## Exercise instructions
Retrieve every line from the records in which the word "PoisonError" occurs.

## Saved entries
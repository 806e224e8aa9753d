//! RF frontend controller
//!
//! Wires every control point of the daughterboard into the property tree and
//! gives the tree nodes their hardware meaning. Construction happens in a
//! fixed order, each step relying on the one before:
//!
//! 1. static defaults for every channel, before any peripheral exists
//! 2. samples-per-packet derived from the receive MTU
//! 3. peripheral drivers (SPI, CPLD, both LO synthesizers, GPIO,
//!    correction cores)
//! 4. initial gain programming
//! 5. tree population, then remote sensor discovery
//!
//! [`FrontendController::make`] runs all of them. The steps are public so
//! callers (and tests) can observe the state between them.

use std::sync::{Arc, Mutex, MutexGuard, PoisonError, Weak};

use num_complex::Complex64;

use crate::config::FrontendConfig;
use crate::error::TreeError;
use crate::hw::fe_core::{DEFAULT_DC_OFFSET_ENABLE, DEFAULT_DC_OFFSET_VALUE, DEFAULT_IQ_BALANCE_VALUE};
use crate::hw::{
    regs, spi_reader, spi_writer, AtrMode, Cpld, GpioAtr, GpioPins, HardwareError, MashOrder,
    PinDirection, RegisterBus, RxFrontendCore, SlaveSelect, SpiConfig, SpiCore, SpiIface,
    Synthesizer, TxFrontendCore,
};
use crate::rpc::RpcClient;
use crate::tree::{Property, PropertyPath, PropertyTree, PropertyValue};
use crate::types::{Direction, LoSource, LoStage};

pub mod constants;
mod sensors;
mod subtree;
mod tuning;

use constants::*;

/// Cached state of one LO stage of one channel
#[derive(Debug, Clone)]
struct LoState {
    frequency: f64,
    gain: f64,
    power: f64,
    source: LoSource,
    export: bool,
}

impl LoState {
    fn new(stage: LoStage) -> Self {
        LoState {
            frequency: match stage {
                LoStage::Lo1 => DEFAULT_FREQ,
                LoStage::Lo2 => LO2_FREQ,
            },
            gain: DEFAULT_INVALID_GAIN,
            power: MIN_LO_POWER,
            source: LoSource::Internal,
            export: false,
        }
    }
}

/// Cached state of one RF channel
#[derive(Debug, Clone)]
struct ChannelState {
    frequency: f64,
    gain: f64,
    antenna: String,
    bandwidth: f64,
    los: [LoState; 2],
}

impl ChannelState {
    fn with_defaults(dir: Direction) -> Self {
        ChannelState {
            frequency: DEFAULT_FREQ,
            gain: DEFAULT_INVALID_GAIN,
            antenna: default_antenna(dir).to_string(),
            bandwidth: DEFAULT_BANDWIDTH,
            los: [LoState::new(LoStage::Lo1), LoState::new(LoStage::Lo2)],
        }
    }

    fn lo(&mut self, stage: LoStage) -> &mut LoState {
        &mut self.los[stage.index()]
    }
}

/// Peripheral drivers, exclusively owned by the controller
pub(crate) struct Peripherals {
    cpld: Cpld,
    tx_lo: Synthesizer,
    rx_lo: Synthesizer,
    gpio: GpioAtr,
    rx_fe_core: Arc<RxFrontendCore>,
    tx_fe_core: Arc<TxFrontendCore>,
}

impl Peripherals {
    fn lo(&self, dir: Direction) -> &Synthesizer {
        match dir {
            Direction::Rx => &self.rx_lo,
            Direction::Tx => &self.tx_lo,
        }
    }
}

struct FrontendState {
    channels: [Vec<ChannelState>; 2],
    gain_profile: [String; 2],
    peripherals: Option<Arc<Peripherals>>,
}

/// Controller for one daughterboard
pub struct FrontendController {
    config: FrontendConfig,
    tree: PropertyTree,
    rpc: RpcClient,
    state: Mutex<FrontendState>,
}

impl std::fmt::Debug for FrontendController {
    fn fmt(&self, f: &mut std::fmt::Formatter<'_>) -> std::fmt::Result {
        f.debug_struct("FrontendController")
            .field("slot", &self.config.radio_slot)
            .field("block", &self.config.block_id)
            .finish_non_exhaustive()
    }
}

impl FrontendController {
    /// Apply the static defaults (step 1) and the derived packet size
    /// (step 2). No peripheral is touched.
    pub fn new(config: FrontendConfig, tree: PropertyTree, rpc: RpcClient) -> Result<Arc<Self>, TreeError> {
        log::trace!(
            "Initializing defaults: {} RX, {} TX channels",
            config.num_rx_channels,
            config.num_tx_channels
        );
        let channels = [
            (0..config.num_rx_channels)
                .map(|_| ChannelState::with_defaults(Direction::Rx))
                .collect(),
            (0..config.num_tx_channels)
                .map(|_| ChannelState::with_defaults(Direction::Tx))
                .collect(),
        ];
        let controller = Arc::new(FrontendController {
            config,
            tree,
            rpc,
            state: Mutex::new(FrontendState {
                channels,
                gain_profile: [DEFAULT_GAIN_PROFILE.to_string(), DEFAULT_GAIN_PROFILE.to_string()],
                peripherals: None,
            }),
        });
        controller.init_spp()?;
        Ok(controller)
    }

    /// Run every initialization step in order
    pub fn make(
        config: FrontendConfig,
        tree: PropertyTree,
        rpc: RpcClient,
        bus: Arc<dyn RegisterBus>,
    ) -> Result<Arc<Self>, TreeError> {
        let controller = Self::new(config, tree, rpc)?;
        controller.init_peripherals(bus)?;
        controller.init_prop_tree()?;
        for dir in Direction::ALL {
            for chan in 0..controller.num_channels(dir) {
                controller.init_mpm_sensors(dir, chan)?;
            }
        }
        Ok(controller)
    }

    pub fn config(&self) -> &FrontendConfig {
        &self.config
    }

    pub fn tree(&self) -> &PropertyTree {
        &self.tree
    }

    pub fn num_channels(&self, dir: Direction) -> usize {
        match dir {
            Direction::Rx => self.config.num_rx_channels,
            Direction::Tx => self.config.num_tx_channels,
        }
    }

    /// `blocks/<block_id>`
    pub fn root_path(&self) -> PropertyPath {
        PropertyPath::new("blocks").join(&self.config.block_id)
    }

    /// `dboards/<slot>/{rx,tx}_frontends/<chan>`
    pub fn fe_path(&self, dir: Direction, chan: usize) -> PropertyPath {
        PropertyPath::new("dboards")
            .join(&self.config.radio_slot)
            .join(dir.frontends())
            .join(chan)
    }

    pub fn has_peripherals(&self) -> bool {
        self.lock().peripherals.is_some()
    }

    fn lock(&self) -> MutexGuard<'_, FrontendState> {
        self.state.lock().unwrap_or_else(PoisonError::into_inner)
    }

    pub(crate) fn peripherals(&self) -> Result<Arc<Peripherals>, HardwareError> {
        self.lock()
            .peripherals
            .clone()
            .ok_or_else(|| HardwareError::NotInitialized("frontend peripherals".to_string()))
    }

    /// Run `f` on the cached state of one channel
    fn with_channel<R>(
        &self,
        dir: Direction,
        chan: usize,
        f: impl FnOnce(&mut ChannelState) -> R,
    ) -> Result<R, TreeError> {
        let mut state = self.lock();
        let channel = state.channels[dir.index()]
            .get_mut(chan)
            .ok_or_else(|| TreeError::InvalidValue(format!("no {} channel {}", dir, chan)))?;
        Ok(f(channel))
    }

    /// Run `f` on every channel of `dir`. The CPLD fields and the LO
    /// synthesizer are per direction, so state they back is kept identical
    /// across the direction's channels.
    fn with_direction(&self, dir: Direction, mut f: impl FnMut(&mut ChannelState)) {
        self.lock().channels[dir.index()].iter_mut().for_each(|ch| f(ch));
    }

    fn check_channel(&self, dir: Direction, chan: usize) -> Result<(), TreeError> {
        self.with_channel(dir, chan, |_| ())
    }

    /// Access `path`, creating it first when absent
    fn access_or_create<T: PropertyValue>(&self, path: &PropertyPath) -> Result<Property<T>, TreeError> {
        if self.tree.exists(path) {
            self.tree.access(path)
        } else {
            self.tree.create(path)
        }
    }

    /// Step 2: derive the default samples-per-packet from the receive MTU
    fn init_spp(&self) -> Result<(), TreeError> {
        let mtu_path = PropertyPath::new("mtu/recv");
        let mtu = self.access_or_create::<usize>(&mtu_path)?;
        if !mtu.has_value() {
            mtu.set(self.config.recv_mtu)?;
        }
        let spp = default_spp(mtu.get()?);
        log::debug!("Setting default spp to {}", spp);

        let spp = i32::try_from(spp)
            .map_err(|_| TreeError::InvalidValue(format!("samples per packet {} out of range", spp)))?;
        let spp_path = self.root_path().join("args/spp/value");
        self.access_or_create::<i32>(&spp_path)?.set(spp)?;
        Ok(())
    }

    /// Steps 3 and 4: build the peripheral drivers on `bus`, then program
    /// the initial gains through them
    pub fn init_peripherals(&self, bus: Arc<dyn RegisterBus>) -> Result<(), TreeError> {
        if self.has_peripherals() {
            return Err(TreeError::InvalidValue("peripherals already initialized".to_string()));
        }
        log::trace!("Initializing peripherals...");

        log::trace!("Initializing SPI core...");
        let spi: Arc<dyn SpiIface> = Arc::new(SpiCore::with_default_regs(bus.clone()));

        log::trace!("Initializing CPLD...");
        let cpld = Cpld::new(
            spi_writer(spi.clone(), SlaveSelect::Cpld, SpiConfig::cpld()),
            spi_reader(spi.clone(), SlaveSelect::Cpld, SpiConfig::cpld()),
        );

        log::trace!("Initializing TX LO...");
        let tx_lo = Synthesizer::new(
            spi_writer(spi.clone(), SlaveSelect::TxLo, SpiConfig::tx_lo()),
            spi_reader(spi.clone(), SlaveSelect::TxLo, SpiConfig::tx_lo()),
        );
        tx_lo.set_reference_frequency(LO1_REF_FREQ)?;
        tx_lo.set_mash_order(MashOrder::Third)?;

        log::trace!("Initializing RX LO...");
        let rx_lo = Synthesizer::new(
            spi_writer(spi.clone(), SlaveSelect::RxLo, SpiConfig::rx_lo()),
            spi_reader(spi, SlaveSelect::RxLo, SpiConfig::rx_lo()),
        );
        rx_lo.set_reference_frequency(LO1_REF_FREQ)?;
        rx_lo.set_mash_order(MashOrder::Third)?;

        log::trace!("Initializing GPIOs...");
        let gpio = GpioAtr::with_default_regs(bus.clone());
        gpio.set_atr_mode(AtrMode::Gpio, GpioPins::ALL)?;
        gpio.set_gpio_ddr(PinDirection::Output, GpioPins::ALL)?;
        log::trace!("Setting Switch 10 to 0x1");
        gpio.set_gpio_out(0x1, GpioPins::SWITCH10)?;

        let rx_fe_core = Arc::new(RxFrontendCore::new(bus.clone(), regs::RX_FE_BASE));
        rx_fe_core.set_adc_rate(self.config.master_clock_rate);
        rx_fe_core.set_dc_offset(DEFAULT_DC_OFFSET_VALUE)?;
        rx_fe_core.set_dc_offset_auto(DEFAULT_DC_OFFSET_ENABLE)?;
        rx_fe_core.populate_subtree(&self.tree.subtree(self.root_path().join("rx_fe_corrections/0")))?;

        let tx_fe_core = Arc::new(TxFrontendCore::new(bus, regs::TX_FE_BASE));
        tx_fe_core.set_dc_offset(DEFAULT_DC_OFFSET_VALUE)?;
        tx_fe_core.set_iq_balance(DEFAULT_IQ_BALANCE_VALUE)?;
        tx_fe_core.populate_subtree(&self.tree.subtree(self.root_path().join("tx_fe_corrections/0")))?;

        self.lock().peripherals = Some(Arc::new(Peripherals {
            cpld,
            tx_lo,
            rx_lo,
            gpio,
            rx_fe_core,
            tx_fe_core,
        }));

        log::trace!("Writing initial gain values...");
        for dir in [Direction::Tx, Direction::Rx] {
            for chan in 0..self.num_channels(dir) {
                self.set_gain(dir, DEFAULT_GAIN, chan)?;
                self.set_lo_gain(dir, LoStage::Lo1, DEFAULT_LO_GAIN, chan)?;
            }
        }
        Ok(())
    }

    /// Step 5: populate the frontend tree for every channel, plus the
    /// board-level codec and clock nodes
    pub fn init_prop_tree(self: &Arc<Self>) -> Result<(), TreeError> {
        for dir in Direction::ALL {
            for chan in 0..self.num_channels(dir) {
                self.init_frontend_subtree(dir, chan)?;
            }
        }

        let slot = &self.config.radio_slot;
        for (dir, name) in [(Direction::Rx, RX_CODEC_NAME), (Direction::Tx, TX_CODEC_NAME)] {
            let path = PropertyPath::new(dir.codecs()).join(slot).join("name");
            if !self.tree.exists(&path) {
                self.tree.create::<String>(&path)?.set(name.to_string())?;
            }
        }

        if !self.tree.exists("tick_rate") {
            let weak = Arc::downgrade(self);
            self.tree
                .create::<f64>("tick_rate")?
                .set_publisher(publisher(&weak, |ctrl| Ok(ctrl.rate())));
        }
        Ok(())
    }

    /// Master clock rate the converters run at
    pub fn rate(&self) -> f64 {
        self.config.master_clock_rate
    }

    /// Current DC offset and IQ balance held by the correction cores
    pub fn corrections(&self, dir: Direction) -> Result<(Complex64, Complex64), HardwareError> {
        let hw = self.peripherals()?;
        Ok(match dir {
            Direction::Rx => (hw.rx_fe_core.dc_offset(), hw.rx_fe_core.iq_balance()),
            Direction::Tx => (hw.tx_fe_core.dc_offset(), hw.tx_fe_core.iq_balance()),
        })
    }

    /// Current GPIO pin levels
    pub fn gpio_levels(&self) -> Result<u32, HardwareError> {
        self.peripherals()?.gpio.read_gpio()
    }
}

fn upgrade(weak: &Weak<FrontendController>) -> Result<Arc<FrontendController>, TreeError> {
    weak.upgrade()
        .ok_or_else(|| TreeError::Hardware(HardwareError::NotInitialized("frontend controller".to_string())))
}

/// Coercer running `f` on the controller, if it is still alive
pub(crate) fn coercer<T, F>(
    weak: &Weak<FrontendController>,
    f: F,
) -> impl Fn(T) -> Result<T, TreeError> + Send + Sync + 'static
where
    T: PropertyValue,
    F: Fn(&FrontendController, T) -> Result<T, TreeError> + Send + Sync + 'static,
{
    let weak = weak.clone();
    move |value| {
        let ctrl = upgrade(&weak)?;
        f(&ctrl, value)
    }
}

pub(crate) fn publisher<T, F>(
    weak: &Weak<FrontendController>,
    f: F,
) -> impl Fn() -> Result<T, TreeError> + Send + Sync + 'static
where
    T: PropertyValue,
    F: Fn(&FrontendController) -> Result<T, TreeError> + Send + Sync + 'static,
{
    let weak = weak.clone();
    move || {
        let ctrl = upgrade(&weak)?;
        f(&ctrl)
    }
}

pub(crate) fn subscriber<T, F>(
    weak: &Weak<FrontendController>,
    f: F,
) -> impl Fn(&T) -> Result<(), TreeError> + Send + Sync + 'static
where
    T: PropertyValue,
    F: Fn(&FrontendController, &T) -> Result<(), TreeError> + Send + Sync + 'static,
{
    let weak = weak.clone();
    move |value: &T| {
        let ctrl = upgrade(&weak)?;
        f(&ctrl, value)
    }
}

--

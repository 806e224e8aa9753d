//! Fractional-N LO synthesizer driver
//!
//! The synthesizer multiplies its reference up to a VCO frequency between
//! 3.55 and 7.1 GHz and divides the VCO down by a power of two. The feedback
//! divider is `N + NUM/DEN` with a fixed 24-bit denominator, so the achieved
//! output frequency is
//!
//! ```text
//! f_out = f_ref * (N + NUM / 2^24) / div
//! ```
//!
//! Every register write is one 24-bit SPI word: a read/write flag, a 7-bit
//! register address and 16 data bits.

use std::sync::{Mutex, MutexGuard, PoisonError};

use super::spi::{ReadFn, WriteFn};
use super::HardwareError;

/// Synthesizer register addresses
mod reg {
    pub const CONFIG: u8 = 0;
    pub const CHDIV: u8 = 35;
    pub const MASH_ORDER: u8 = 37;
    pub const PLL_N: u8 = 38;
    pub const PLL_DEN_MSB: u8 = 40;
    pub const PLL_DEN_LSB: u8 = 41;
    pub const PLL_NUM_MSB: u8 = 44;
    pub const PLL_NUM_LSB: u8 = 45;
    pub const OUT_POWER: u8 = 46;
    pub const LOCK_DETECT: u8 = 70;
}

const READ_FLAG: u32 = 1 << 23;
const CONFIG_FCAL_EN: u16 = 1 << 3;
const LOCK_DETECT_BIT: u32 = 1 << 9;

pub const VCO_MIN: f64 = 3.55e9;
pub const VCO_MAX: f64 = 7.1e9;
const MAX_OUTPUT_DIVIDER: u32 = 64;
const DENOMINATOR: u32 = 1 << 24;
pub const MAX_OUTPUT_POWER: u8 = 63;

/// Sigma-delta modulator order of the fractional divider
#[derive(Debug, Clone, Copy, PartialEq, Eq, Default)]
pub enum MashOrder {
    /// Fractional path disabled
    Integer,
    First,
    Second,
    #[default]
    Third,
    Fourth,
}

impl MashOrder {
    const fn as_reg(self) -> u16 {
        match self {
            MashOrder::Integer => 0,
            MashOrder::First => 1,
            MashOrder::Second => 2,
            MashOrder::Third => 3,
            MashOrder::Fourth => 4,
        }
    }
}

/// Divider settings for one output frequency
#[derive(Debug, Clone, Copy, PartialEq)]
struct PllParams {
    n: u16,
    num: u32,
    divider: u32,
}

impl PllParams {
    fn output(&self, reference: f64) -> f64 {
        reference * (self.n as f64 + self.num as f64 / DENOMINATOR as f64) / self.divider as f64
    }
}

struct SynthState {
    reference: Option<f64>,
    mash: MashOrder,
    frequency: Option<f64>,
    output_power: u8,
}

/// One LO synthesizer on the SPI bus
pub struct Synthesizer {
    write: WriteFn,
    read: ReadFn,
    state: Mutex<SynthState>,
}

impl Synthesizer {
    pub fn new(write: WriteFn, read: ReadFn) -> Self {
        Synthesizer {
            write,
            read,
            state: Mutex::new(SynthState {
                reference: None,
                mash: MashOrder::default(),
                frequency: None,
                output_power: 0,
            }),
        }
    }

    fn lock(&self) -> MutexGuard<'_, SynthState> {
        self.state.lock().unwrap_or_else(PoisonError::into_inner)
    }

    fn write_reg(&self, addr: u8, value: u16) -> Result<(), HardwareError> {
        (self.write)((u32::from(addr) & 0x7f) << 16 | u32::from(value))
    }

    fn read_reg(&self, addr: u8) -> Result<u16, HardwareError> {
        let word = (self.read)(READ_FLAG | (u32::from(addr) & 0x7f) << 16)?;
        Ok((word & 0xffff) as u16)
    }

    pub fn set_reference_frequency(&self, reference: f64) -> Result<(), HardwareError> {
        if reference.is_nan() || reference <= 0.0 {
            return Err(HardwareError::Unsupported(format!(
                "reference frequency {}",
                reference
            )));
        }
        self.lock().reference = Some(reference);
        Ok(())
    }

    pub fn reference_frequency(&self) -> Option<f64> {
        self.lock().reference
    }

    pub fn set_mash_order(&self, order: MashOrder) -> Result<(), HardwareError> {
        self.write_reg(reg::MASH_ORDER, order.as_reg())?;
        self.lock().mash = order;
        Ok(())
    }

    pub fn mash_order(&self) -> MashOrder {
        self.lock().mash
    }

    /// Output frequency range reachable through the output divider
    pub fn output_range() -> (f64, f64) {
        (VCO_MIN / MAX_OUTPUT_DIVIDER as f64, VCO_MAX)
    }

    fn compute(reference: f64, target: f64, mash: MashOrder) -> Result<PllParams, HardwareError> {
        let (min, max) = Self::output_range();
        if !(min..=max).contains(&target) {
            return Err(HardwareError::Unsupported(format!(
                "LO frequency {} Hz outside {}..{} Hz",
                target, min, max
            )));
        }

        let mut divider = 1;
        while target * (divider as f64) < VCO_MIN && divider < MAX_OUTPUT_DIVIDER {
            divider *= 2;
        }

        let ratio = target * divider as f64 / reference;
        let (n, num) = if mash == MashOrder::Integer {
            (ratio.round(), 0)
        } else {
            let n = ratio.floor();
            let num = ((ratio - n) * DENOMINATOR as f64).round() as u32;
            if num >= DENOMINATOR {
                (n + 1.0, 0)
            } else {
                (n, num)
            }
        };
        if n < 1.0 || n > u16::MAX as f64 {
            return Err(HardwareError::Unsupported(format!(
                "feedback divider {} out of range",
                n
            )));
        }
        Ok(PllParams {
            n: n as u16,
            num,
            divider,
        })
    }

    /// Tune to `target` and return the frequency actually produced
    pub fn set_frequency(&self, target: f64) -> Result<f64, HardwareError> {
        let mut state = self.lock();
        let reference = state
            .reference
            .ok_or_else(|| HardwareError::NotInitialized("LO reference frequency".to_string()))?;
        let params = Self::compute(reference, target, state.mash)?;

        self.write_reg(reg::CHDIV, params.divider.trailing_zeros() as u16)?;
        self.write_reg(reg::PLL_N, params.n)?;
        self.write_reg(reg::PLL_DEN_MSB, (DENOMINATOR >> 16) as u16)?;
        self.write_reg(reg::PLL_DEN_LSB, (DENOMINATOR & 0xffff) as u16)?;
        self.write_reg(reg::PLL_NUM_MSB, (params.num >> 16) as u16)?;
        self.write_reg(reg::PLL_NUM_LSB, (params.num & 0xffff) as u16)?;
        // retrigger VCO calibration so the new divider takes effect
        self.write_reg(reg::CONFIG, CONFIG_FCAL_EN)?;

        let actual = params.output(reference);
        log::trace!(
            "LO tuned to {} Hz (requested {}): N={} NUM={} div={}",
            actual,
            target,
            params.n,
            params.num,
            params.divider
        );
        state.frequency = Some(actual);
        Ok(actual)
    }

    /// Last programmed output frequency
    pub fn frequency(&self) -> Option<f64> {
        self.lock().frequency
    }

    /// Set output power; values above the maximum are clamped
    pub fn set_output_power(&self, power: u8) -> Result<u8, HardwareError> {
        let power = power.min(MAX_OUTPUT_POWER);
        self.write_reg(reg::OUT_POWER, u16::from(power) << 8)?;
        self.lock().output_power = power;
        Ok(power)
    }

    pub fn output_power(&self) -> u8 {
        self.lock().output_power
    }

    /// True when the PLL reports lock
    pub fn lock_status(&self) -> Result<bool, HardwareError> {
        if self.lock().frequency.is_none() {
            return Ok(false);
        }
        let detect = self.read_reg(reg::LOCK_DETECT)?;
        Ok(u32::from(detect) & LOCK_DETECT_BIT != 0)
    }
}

## Reply to the exercise
use std::sync::{Arc, Mutex, MutexGuard, PoisonError, Weak};
        self.state.lock().unwrap_or_else(PoisonError::into_inner)
use std::sync::{Mutex, MutexGuard, PoisonError};
        self.state.lock().unwrap_or_else(PoisonError::into_inner)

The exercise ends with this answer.